Founded: 1985. Qualcomm has a long history of innovation in mobile technology and is now a major player in areas like AI, automotive, and IoT.
Team Structure:
-
The AI Infrastructure Management (AIMS) team is likely a specialized engineering group focused on building and operating the software platform that underpins Qualcomm's large-scale AI data center deployments.
-
This role reports into a senior engineering leadership position, likely a Director or VP of Engineering managing AI infrastructure or data center operations.
Methodology:
-
The team operates with a strong emphasis on Software Engineering best practices, including Agile methodologies, CI/CD pipelines, rigorous code and design reviews, and a data-driven approach to system design and performance analysis.
-
A focus on Infrastructure as Code (IaC) and extensive automation is central to managing complex, large-scale deployments efficiently and reliably.
-
Emphasis on observability, reliability engineering, and robust lifecycle management for software and infrastructure components.

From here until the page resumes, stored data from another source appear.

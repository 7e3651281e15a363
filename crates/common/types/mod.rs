mod account;
mod block;
mod chain_config;
mod fork_id;
mod receipt;
mod transaction;

pub use account::*;
pub use block::*;
pub use chain_config::*;
pub use fork_id::*;
pub use receipt::*;
pub use transaction::*;

pub type BlockNumber = u64;
pub type BlockHash = ethereum_types::H256;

Company Website: https://www.qualcomm.com/
📝 Enhancement Note: Qualcomm's expansion into Riyadh signifies a commitment to building cutting-edge AI and data center capabilities locally. The culture will likely blend a global, established tech company's rigor with the dynamism of a growing regional hub focused on future technologies. The emphasis on collaboration and technical excellence is a hallmark of such organizations.
📈 Career & Growth Analysis
Operations Career Level: Principal/Sr Staff Engineer. This level signifies a highly experienced individual contributor who is expected to provide deep technical expertise, architectural leadership, and mentor other senior engineers. They are often responsible for defining technical strategy in their domain and driving complex, critical projects to completion.
Reporting Structure: This role will likely report to a Director or VP of Engineering within the AI Infrastructure or Data Center Operations division. The engineer will collaborate closely with product managers and architects, and will be expected to lead technical initiatives and mentor other engineers on the team.
Operations Impact: The AIMS platform is fundamental to Qualcomm's ability to deploy and manage AI infrastructure at scale. Success in this role directly impacts the efficiency, reliability, and cost-effectiveness of these critical deployments, which in turn supports Qualcomm's broader AI, cloud, and advanced connectivity strategies. This role has a direct impact on Qualcomm's ability to deliver AI-powered solutions and services.
Growth Opportunities:
-
Technical Specialization: Deepen expertise in AI infrastructure, distributed systems, cloud-native technologies, and large-scale data center operations, potentially leading to Principal/Distinguished Engineer roles.
-
Leadership Development: Transition into management roles (e.g., Engineering Manager, Director of Engineering) by leveraging mentoring and technical leadership experience gained at this level.
-
Architectural Influence: Play a key role in defining the future architecture and technology roadmap for AI infrastructure management at Qualcomm globally.
-
Cross-Functional Exposure: Gain broad exposure to hardware, firmware, software, and product development across Qualcomm's diverse business units.
📝 Enhancement Note: The Principal/Sr Staff Engineer designation implies a high degree of autonomy and influence. Growth opportunities are likely focused on continued technical mastery, architectural leadership, or a transition into formal management roles, supported by a large, globally recognized technology company.
🌐 Work Environment
Office Type: This is an on-site role in Riyadh, KSA, within a modern office environment established by Qualcomm to support its growing regional operations, likely including dedicated R&D and engineering facilities.
Office Location(s): Riyadh, Saudi Arabia. Specific office details would be confirmed during the interview process, but it's expected to be in a professional business district.
Workspace Context:
-
The workspace will foster a collaborative environment, encouraging interaction with a diverse team of engineers and product professionals.
-
Access to state-of-the-art development tools, high-performance computing resources, and potentially direct interaction with data center infrastructure will be available.
Work Schedule:
- Standard full-time work hours (approximately 40 hours per week) are expected, aligned with local business practices in Riyadh. However, the nature of infrastructure management may necessitate flexibility for on-call duties or addressing critical operational issues outside of standard hours to ensure the continuous operation of AI data centers.
📝 Enhancement Note: The on-site requirement in Riyadh suggests a dynamic and growing regional technology hub environment. Candidates should expect a professional, collaborative setting with access to modern tools and potentially direct engagement with critical infrastructure.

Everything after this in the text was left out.